[Stored entries]
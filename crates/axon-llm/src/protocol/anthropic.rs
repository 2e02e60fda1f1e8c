//! Anthropic Messages API wire format

use serde::{Deserialize, Serialize};

// -- Request types --

/// Messages API request
#[derive(Debug, Clone, Serialize, Deserialize)]
pub struct AnthropicRequest {
    /// Model identifier
    pub model: String,
    /// Maximum tokens to generate (required by Anthropic)
    pub max_tokens: u32,
    /// System prompt (top-level, not in messages)
    #[serde(default, skip_serializing_if = "Option::is_none")]
    pub system: Option<String>,
    /// Conversation messages
    pub messages: Vec<AnthropicMessage>,
    /// Sampling temperature
    #[serde(default, skip_serializing_if = "Option::is_none")]
    pub temperature: Option<f64>,
    /// Whether to stream the response
    #[serde(default, skip_serializing_if = "Option::is_none")]
    pub stream: Option<bool>,
    /// Tool definitions
    #[serde(default, skip_serializing_if = "Option::is_none")]
    pub tools: Option<Vec<AnthropicTool>>,
    /// Extended thinking configuration
    #[serde(default, skip_serializing_if = "Option::is_none")]
    pub thinking: Option<AnthropicThinking>,
}

/// Extended thinking configuration
#[derive(Debug, Clone, Serialize, Deserialize)]
pub struct AnthropicThinking {
    /// Always "enabled" when present
    #[serde(rename = "type")]
    pub thinking_type: String,
    /// Token budget for thinking
    pub budget_tokens: u32,
}

/// Message in a request
#[derive(Debug, Clone, Serialize, Deserialize)]
pub struct AnthropicMessage {
    /// Role ("user" or "assistant")
    pub role: String,
    /// Content blocks
    pub content: AnthropicContent,
}

/// Content is a string shorthand or an array of blocks
#[derive(Debug, Clone, Serialize, Deserialize)]
#[serde(untagged)]
pub enum AnthropicContent {
    /// Plain text (shorthand)
    Text(String),
    /// Array of content blocks
    Blocks(Vec<AnthropicContentBlock>),
}

/// Content block in a request message
#[derive(Debug, Clone, Serialize, Deserialize)]
#[serde(tag = "type", rename_all = "snake_case")]
pub enum AnthropicContentBlock {
    /// Text content
    Text {
        /// The text string
        text: String,
    },
    /// Image content
    Image {
        /// Image source
        source: AnthropicImageSource,
    },
    /// Tool use request from the assistant
    ToolUse {
        /// Tool use identifier
        id: String,
        /// Tool name
        name: String,
        /// Tool input as JSON
        input: serde_json::Value,
    },
    /// Tool result from the user
    ToolResult {
        /// Tool use ID this result responds to
        tool_use_id: String,
        /// Result content
        #[serde(default, skip_serializing_if = "Option::is_none")]
        content: Option<String>,
    },
}

/// Image source
#[derive(Debug, Clone, Serialize, Deserialize)]
pub struct AnthropicImageSource {
    /// Source type ("base64" or "url")
    #[serde(rename = "type")]
    pub source_type: String,
    /// Media type (e.g. "image/png")
    #[serde(default, skip_serializing_if = "Option::is_none")]
    pub media_type: Option<String>,
    /// Base64 data or URL
    pub data: String,
}

/// Tool definition
#[derive(Debug, Clone, Serialize, Deserialize)]
pub struct AnthropicTool {
    /// Tool name
    pub name: String,
    /// Human-readable description
    #[serde(default, skip_serializing_if = "Option::is_none")]
    pub description: Option<String>,
    /// JSON Schema for input parameters
    pub input_schema: serde_json::Value,
}

// -- Response types --

/// Messages API response
#[derive(Debug, Clone, Serialize, Deserialize)]
pub struct AnthropicResponse {
    /// Response identifier
    #[serde(default)]
    pub id: Option<String>,
    /// Response content blocks
    #[serde(default)]
    pub content: Vec<AnthropicResponseBlock>,
    /// Model used
    #[serde(default)]
    pub model: Option<String>,
    /// Stop reason
    #[serde(default)]
    pub stop_reason: Option<String>,
    /// Token usage
    #[serde(default)]
    pub usage: Option<AnthropicUsage>,
}

/// Content block in a response
#[derive(Debug, Clone, Serialize, Deserialize)]
#[serde(tag = "type", rename_all = "snake_case")]
pub enum AnthropicResponseBlock {
    /// Text response
    Text {
        /// The text string
        text: String,
    },
    /// Thinking trace
    Thinking {
        /// The thinking text
        #[serde(default)]
        thinking: String,
        /// Integrity signature, ignored
        #[serde(default, skip_serializing_if = "Option::is_none")]
        signature: Option<String>,
    },
    /// Tool use request
    ToolUse {
        /// Tool use identifier
        id: String,
        /// Tool name
        name: String,
        /// Tool input as JSON
        input: serde_json::Value,
    },
}

/// Token usage
#[derive(Debug, Clone, Default, Serialize, Deserialize)]
pub struct AnthropicUsage {
    /// Input tokens
    #[serde(default)]
    pub input_tokens: u32,
    /// Output tokens
    #[serde(default)]
    pub output_tokens: u32,
}

// -- Streaming types --

/// SSE event types
#[derive(Debug, Clone, Serialize, Deserialize)]
#[serde(tag = "type", rename_all = "snake_case")]
pub enum AnthropicStreamEvent {
    /// Stream started
    MessageStart {
        /// Partial message with metadata
        message: AnthropicStreamMessage,
    },
    /// New content block started
    ContentBlockStart {
        /// Block index
        index: u32,
        /// Initial block content
        content_block: AnthropicStreamContentBlock,
    },
    /// Incremental content within a block
    ContentBlockDelta {
        /// Block index
        index: u32,
        /// Delta content
        delta: AnthropicStreamDelta,
    },
    /// Content block finished
    ContentBlockStop {
        /// Block index
        index: u32,
    },
    /// Message metadata delta (stop reason, usage)
    MessageDelta {
        /// Delta with stop reason
        #[serde(default)]
        delta: Option<AnthropicMessageDelta>,
        /// Updated usage
        #[serde(default)]
        usage: Option<AnthropicUsage>,
    },
    /// Stream completed
    MessageStop,
    /// Keep-alive
    Ping,
}

/// Partial message in a `message_start` event
#[derive(Debug, Clone, Serialize, Deserialize)]
pub struct AnthropicStreamMessage {
    /// Response identifier
    #[serde(default)]
    pub id: Option<String>,
    /// Model
    #[serde(default)]
    pub model: Option<String>,
    /// Initial usage
    #[serde(default)]
    pub usage: Option<AnthropicUsage>,
}

/// Content block in a `content_block_start` event
#[derive(Debug, Clone, Serialize, Deserialize)]
#[serde(tag = "type", rename_all = "snake_case")]
pub enum AnthropicStreamContentBlock {
    /// Text block
    Text {
        /// Initial text (usually empty)
        #[serde(default)]
        text: String,
    },
    /// Thinking block
    Thinking {
        /// Initial thinking text (usually empty)
        #[serde(default)]
        thinking: String,
    },
    /// Tool use block; the complete input arrives here
    ToolUse {
        /// Tool use ID
        id: String,
        /// Tool name
        name: String,
        /// Tool input
        #[serde(default)]
        input: serde_json::Value,
    },
}

/// Delta content in a `content_block_delta` event
#[derive(Debug, Clone, Serialize, Deserialize)]
#[serde(tag = "type", rename_all = "snake_case")]
pub enum AnthropicStreamDelta {
    /// Incremental text
    TextDelta {
        /// Text fragment
        text: String,
    },
    /// Incremental thinking trace
    ThinkingDelta {
        /// Thinking fragment
        thinking: String,
    },
    /// Incremental tool input JSON; the start block already carried the
    /// complete input, so these fragments are not accumulated
    InputJsonDelta {
        /// JSON fragment
        #[serde(default)]
        partial_json: String,
    },
    /// Thinking integrity signature, ignored
    SignatureDelta {
        /// Signature fragment
        #[serde(default)]
        signature: String,
    },
}

/// Delta in a `message_delta` event
#[derive(Debug, Clone, Serialize, Deserialize)]
pub struct AnthropicMessageDelta {
    /// Stop reason
    #[serde(default)]
    pub stop_reason: Option<String>,
}

// -- Error response --

/// Error response body
#[derive(Debug, Clone, Serialize, Deserialize)]
pub struct AnthropicErrorResponse {
    /// Error details
    pub error: AnthropicErrorDetail,
}

/// Error detail
#[derive(Debug, Clone, Serialize, Deserialize)]
pub struct AnthropicErrorDetail {
    /// Error type
    #[serde(default, rename = "type")]
    pub error_type: Option<String>,
    /// Error message
    pub message: String,
}
//! Ollama local chat API adapter
//!
//! No authentication; streaming is newline-delimited JSON rather than SSE.

use async_trait::async_trait;
use http::Method;

use super::{Adapter, AdapterCapabilities, ProviderRequest, decode_body, encode_body};
use crate::convert::decode_chunks;
use crate::convert::ollama::{OllamaStreamDecoder, decode_response, encode_request};
use crate::error::LlmError;
use crate::protocol::ollama::{OllamaErrorResponse, OllamaResponse};
use crate::sse::ndjson_lines;
use crate::transport::{Transport, TransportRequest, TransportResponse};
use crate::types::{ChatResponse, Service, StreamingResponse};

/// Default local Ollama base URL
const DEFAULT_BASE_URL: &str = "http://localhost:11434";

/// Ollama chat adapter
pub struct OllamaAdapter;

impl OllamaAdapter {
    fn chat_url(request: &ProviderRequest) -> String {
        format!("{}/api/chat", request.base_url_or(DEFAULT_BASE_URL))
    }

    async fn dispatch(
        request: &ProviderRequest,
        transport: &dyn Transport,
        stream: bool,
    ) -> Result<TransportResponse, LlmError> {
        let wire = encode_request(request, stream);
        let response = transport
            .send(TransportRequest {
                method: Method::POST,
                url: Self::chat_url(request),
                headers: request.headers.clone(),
                body: Some(encode_body(Service::Ollama, &wire)?),
            })
            .await?;

        if !response.status.is_success() {
            let status = response.status;
            let body = response.text().await.unwrap_or_default();
            let message = serde_json::from_str::<OllamaErrorResponse>(&body).map_or(body, |parsed| parsed.error);
            tracing::warn!(service = %Service::Ollama, status = %status, "provider returned error");
            return Err(LlmError::Provider {
                service: Service::Ollama,
                status,
                message,
            });
        }

        Ok(response)
    }
}

#[async_trait]
impl Adapter for OllamaAdapter {
    fn service(&self) -> Service {
        Service::Ollama
    }

    fn capabilities(&self) -> AdapterCapabilities {
        AdapterCapabilities {
            streaming: true,
            tool_calling: false,
        }
    }

    async fn call(&self, request: &ProviderRequest, transport: &dyn Transport) -> Result<ChatResponse, LlmError> {
        let response = Self::dispatch(request, transport, false).await?;
        let status = response.status;
        let body = response.text().await?;
        let wire: OllamaResponse = decode_body(Service::Ollama, status, &body)?;
        Ok(decode_response(&wire, request))
    }

    async fn stream(
        &self,
        request: &ProviderRequest,
        transport: &dyn Transport,
    ) -> Result<StreamingResponse, LlmError> {
        let response = Self::dispatch(request, transport, true).await?;
        let decoder = OllamaStreamDecoder::new(request);
        let chunks = decode_chunks(ndjson_lines(response.body), decoder);
        Ok(StreamingResponse::new(Service::Ollama, request.model.clone(), chunks))
    }
}
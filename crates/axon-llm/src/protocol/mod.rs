//! Vendor wire-format types
//!
//! Serde definitions for each provider's native request, response, and
//! streaming shapes. Conversion to and from the unified types lives in
//! [`crate::convert`].

pub mod anthropic;
pub mod google;
pub mod ollama;
pub mod openai;
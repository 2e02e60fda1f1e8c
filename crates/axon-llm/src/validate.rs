//! Pure validation of unified requests
//!
//! Three checks run before any request is encoded: config well-formedness,
//! tool-result linkage for the chosen provider, and the OpenAI-family
//! conversation-flow protocol for multi-round tool use.

use std::collections::HashSet;

use crate::error::LlmError;
use crate::types::{Message, Role, Service};

/// Check the merged config for well-formedness
///
/// The type system already guarantees a recognized service and shaped
/// messages; what remains dynamic is a usable model string, a non-empty
/// conversation, and that every message carries a payload: content, tool
/// calls, or tool-result linkage.
pub fn validate_config(service: Service, model: &str, messages: &[Message]) -> Result<(), LlmError> {
    if model.trim().is_empty() {
        return Err(LlmError::Config(format!("{service}: model must not be empty")));
    }
    if messages.is_empty() {
        return Err(LlmError::Config(format!("{service}: messages must not be empty")));
    }
    for (position, message) in messages.iter().enumerate() {
        let has_tool_calls = message.tool_calls.as_ref().is_some_and(|calls| !calls.is_empty());
        if message.role != Role::ToolResult && !has_tool_calls && message.content.as_text().is_empty() {
            // Empty string content is permitted, but only when something is
            // there at all; a unit Parts list with no text is a caller bug
            if matches!(&message.content, crate::types::Content::Parts(parts) if parts.is_empty()) {
                return Err(LlmError::Config(format!(
                    "{service}: message {position} has neither content nor tool calls"
                )));
            }
        }
    }
    Ok(())
}

/// Check every `tool_result` message for the linkage the provider requires
///
/// OpenAI-family and Anthropic correlate results by `tool_call_id`; Google
/// correlates by function name (which may be recovered from a synthesized
/// id); Ollama ignores tools entirely.
pub fn validate_tool_results(service: Service, messages: &[Message]) -> Result<(), LlmError> {
    for (position, message) in messages.iter().enumerate() {
        if message.role != Role::ToolResult {
            continue;
        }

        if message.content.as_text().is_empty() {
            return Err(LlmError::ToolResult(format!(
                "{service}: tool result at message {position} has no content"
            )));
        }

        match service {
            Service::OpenAi | Service::Groq | Service::DeepSeek | Service::XAi | Service::Anthropic => {
                if message.tool_call_id.as_deref().is_none_or(str::is_empty) {
                    return Err(LlmError::ToolResult(format!(
                        "{service}: tool result at message {position} requires a tool_call_id"
                    )));
                }
            }
            Service::Google => {
                let has_name = message.name.as_deref().is_some_and(|n| !n.is_empty());
                let has_id = message.tool_call_id.as_deref().is_some_and(|id| !id.is_empty());
                if !has_name && !has_id {
                    return Err(LlmError::ToolResult(format!(
                        "{service}: tool result at message {position} requires a function name or tool_call_id"
                    )));
                }
            }
            Service::Ollama => {}
        }
    }
    Ok(())
}

/// Walk an OpenAI-family conversation checking the tool-call protocol
///
/// Maintains the set of unresolved tool-call ids issued by the most recent
/// assistant turn. Tool results must resolve a pending id; an id-less result
/// is accepted only when exactly one call is pending. Assistant turns
/// without tool calls and system messages clear the pending set; user
/// messages leave it alone, since they may appear between calls and results.
pub fn validate_flow(service: Service, messages: &[Message]) -> Result<(), LlmError> {
    let mut pending: HashSet<String> = HashSet::new();

    for (position, message) in messages.iter().enumerate() {
        match message.role {
            Role::Assistant | Role::ToolCall => {
                match message.tool_calls.as_ref().filter(|calls| !calls.is_empty()) {
                    Some(calls) => {
                        pending = calls.iter().map(|call| call.id.clone()).collect();
                    }
                    None => pending.clear(),
                }
            }
            Role::ToolResult => {
                if pending.is_empty() {
                    return Err(LlmError::Flow {
                        position,
                        message: format!("{service}: tool result without a preceding assistant tool call"),
                    });
                }
                match message.tool_call_id.as_deref() {
                    Some(id) => {
                        if !pending.remove(id) {
                            return Err(LlmError::Flow {
                                position,
                                message: format!("{service}: tool result references unknown tool_call_id {id}"),
                            });
                        }
                    }
                    None => {
                        if pending.len() == 1 {
                            // Unambiguous: bind the result to the single
                            // outstanding call
                            pending.clear();
                        } else {
                            return Err(LlmError::Flow {
                                position,
                                message: format!(
                                    "{service}: tool result without tool_call_id while {} calls are pending",
                                    pending.len()
                                ),
                            });
                        }
                    }
                }
            }
            Role::User => {}
            Role::System => pending.clear(),
        }
    }

    Ok(())
}

#[cfg(test)]
mod tests {
    use serde_json::json;

    use super::*;
    use crate::types::{Content, ToolCall};

    fn assistant_with_calls(ids: &[&str]) -> Message {
        let calls = ids
            .iter()
            .map(|id| ToolCall {
                id: (*id).to_owned(),
                name: "get_weather".to_owned(),
                input: json!({}),
            })
            .collect();
        Message {
            tool_calls: Some(calls),
            ..Message::assistant("")
        }
    }

    #[test]
    fn config_requires_model_and_messages() {
        let err = validate_config(Service::OpenAi, "  ", &[Message::user("hi")]).unwrap_err();
        assert!(matches!(err, LlmError::Config(_)));

        let err = validate_config(Service::OpenAi, "gpt-4o", &[]).unwrap_err();
        assert!(matches!(err, LlmError::Config(_)));

        validate_config(Service::OpenAi, "gpt-4o", &[Message::user("hi")]).unwrap();
    }

    #[test]
    fn config_permits_empty_string_content() {
        validate_config(Service::OpenAi, "gpt-4o", &[Message::user("")]).unwrap();
    }

    #[test]
    fn config_rejects_partless_messages() {
        let message = Message {
            content: Content::Parts(vec![]),
            ..Message::user("")
        };
        let err = validate_config(Service::OpenAi, "gpt-4o", &[message]).unwrap_err();
        assert!(matches!(err, LlmError::Config(_)));
    }

    #[test]
    fn tool_results_need_an_id_for_openai_and_anthropic() {
        let orphan = Message {
            tool_call_id: None,
            ..Message::tool_result("", "72F")
        };
        for service in [Service::OpenAi, Service::Groq, Service::Anthropic] {
            let err = validate_tool_results(service, &[orphan.clone()]).unwrap_err();
            assert!(matches!(err, LlmError::ToolResult(_)), "{service}");
        }
        validate_tool_results(Service::OpenAi, &[Message::tool_result("call_1", "72F")]).unwrap();
    }

    #[test]
    fn google_accepts_name_or_id_linkage() {
        let by_name = Message {
            tool_call_id: None,
            name: Some("get_weather".to_owned()),
            ..Message::tool_result("", "72F")
        };
        validate_tool_results(Service::Google, &[by_name]).unwrap();

        let by_id = Message::tool_result("google_get_weather_1700000000_1", "72F");
        validate_tool_results(Service::Google, &[by_id]).unwrap();

        let neither = Message {
            tool_call_id: None,
            ..Message::tool_result("", "72F")
        };
        assert!(validate_tool_results(Service::Google, &[neither]).is_err());
    }

    #[test]
    fn ollama_skips_tool_result_linkage() {
        let orphan = Message {
            tool_call_id: None,
            ..Message::tool_result("", "72F")
        };
        validate_tool_results(Service::Ollama, &[orphan]).unwrap();
    }

    #[test]
    fn tool_results_require_content() {
        let empty = Message::tool_result("call_1", "");
        assert!(matches!(
            validate_tool_results(Service::OpenAi, &[empty]),
            Err(LlmError::ToolResult(_))
        ));
    }

    #[test]
    fn flow_accepts_the_multi_round_tool_pattern() {
        let messages = vec![
            Message::user("What's the weather in SF and NYC?"),
            assistant_with_calls(&["c1", "c2"]),
            Message::tool_result("c1", "72F"),
            Message::tool_result("c2", "65F"),
            Message::assistant("SF is 72F and NYC is 65F."),
        ];
        validate_flow(Service::OpenAi, &messages).unwrap();
    }

    #[test]
    fn flow_rejects_an_orphan_tool_result_with_its_position() {
        let messages = vec![
            Message::user("hi"),
            Message::assistant("hi"),
            Message::tool_result("x", "data"),
        ];
        let err = validate_flow(Service::OpenAi, &messages).unwrap_err();
        assert!(matches!(err, LlmError::Flow { position: 2, .. }));
    }

    #[test]
    fn flow_rejects_an_unknown_tool_call_id() {
        let messages = vec![
            Message::user("hi"),
            assistant_with_calls(&["c1"]),
            Message::tool_result("other", "data"),
        ];
        let err = validate_flow(Service::OpenAi, &messages).unwrap_err();
        assert!(matches!(err, LlmError::Flow { position: 2, .. }));
    }

    #[test]
    fn flow_binds_an_idless_result_to_a_single_pending_call() {
        let mut result = Message::tool_result("", "data");
        result.tool_call_id = None;
        let messages = vec![Message::user("hi"), assistant_with_calls(&["c1"]), result];
        validate_flow(Service::OpenAi, &messages).unwrap();
    }

    #[test]
    fn flow_rejects_an_idless_result_with_multiple_pending_calls() {
        let mut result = Message::tool_result("", "data");
        result.tool_call_id = None;
        let messages = vec![Message::user("hi"), assistant_with_calls(&["c1", "c2"]), result];
        let err = validate_flow(Service::OpenAi, &messages).unwrap_err();
        assert!(matches!(err, LlmError::Flow { position: 2, .. }));
    }

    #[test]
    fn flow_lets_user_messages_sit_between_calls_and_results() {
        let messages = vec![
            Message::user("weather?"),
            assistant_with_calls(&["c1"]),
            Message::user("(still waiting)"),
            Message::tool_result("c1", "72F"),
        ];
        validate_flow(Service::OpenAi, &messages).unwrap();
    }
}
use std::pin::Pin;
use std::task::{Context, Poll};

use futures_util::stream::{BoxStream, Stream, StreamExt};

use super::response::{ChatResponse, Usage};
use super::service::Service;
use super::tool::ToolCall;
use crate::error::LlmError;

/// One event on a streaming response
#[derive(Debug, Clone)]
pub enum StreamChunk {
    /// Incremental text content
    Content(String),
    /// Incremental reasoning trace
    Reasoning(String),
    /// A fully-reassembled tool call
    ToolCall(ToolCall),
    /// Token accounting, delivered before or after `Complete`
    Usage(Usage),
    /// Terminal chunk carrying the assembled response; exactly one per stream
    Complete(Box<ChatResponse>),
}

/// Internal chunk stream type produced by the streaming decoders
pub(crate) type ChunkStream = BoxStream<'static, Result<StreamChunk, LlmError>>;

/// Handle to an in-flight streaming response
///
/// Iterating drives the transport read loop; chunks arrive in wire order and
/// the terminal [`StreamChunk::Complete`] is strictly last. Dropping the
/// handle releases the underlying reader.
pub struct StreamingResponse {
    /// Provider serving the stream
    pub service: Service,
    /// Requested model
    pub model: String,
    inner: ChunkStream,
    finished: Option<Box<ChatResponse>>,
}

impl StreamingResponse {
    pub(crate) fn new(service: Service, model: String, inner: ChunkStream) -> Self {
        Self {
            service,
            model,
            inner,
            finished: None,
        }
    }

    /// Next chunk, or `None` once the stream has ended
    pub async fn next_chunk(&mut self) -> Option<Result<StreamChunk, LlmError>> {
        self.next().await
    }

    /// Drain the remaining chunks and return the final response
    ///
    /// Memoized: once the terminal chunk has been observed, further calls
    /// return the same response without touching the wire.
    pub async fn collect(&mut self) -> Result<ChatResponse, LlmError> {
        loop {
            if let Some(response) = &self.finished {
                return Ok((**response).clone());
            }
            match self.next().await {
                Some(Ok(_)) => {}
                Some(Err(e)) => return Err(e),
                None => return Err(LlmError::Stream("stream ended without a terminal complete chunk".to_owned())),
            }
        }
    }
}

impl Stream for StreamingResponse {
    type Item = Result<StreamChunk, LlmError>;

    fn poll_next(self: Pin<&mut Self>, cx: &mut Context<'_>) -> Poll<Option<Self::Item>> {
        let this = self.get_mut();
        match this.inner.poll_next_unpin(cx) {
            Poll::Ready(Some(Ok(chunk))) => {
                if let StreamChunk::Complete(response) = &chunk {
                    this.finished = Some(response.clone());
                }
                Poll::Ready(Some(Ok(chunk)))
            }
            other => other,
        }
    }
}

# [EXERCISE BRIEF]
What lines in the data hold the word "inner"? Return them.

# [RESPONSE TO THIS EXERCISE]
    inner: ChunkStream,
    pub(crate) fn new(service: Service, model: String, inner: ChunkStream) -> Self {
            inner,
        match this.inner.poll_next_unpin(cx) {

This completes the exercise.